──────── Exercise input ────────

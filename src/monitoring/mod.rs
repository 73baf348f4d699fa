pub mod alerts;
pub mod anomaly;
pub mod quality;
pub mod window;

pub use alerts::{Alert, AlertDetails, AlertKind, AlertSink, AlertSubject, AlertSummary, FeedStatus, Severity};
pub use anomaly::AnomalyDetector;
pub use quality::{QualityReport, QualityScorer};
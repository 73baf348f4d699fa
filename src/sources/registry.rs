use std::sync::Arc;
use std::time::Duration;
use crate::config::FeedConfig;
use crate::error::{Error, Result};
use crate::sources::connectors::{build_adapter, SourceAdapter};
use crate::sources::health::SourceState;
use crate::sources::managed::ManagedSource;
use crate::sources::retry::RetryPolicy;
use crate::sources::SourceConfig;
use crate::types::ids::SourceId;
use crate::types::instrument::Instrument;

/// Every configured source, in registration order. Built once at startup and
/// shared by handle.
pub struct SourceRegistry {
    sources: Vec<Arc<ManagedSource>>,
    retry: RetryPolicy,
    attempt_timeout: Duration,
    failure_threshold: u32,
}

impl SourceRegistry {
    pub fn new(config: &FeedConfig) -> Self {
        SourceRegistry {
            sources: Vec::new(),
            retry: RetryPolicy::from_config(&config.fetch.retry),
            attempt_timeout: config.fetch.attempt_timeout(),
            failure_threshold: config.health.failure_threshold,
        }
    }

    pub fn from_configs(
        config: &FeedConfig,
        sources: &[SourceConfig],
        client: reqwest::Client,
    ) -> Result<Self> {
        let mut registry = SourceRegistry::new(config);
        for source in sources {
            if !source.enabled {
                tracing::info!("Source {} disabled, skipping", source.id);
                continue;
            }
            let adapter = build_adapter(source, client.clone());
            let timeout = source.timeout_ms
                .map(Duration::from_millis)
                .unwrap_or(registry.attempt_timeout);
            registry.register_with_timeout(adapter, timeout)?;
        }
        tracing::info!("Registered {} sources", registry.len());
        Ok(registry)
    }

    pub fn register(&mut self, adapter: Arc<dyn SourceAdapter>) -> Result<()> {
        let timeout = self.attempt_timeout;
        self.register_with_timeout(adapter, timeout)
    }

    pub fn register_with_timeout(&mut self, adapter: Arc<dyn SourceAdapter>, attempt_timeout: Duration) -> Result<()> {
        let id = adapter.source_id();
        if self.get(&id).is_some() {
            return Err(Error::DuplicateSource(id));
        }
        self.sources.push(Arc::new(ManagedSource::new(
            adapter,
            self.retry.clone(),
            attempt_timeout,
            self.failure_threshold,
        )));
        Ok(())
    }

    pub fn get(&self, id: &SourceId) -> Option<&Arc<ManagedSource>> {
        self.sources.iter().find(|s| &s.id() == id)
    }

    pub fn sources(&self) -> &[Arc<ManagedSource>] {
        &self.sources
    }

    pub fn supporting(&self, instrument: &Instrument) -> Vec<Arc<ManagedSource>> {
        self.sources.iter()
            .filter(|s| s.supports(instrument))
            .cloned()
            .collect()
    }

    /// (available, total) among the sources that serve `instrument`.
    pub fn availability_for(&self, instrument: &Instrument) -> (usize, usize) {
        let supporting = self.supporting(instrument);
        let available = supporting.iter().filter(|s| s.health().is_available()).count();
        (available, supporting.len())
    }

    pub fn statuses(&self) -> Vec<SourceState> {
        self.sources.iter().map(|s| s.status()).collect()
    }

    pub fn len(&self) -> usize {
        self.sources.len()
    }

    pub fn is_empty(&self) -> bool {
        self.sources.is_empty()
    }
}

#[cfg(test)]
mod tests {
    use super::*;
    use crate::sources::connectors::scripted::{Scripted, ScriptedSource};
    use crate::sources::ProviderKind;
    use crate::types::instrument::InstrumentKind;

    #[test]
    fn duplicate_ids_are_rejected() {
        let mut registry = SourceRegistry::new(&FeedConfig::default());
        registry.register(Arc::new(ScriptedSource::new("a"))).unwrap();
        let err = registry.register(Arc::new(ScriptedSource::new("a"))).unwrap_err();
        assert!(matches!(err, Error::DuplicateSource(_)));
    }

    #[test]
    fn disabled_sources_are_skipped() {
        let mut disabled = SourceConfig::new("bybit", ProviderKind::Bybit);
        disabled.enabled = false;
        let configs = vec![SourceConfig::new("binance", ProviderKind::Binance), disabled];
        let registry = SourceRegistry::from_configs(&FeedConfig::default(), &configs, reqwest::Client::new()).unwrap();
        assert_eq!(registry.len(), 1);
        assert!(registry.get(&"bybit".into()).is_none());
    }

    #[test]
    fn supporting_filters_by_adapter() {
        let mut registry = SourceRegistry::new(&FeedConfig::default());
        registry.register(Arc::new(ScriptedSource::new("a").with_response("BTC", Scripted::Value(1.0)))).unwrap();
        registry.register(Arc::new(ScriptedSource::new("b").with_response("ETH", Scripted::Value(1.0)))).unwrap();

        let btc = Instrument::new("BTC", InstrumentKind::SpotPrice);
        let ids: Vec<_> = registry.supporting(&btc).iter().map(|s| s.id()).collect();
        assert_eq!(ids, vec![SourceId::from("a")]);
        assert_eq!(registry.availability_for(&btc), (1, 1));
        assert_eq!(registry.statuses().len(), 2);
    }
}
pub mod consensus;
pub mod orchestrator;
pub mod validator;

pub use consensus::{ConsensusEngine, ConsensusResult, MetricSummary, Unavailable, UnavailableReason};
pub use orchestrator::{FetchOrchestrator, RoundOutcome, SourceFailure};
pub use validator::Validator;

────────

**Problem statement**
The expected answer is a copy of each line in the records that holds the word "ManagedSource".

**Reply to the exercise**
use crate::sources::managed::ManagedSource;
    sources: Vec<Arc<ManagedSource>>,
        self.sources.push(Arc::new(ManagedSource::new(
    pub fn get(&self, id: &SourceId) -> Option<&Arc<ManagedSource>> {
    pub fn sources(&self) -> &[Arc<ManagedSource>] {
    pub fn supporting(&self, instrument: &Instrument) -> Vec<Arc<ManagedSource>> {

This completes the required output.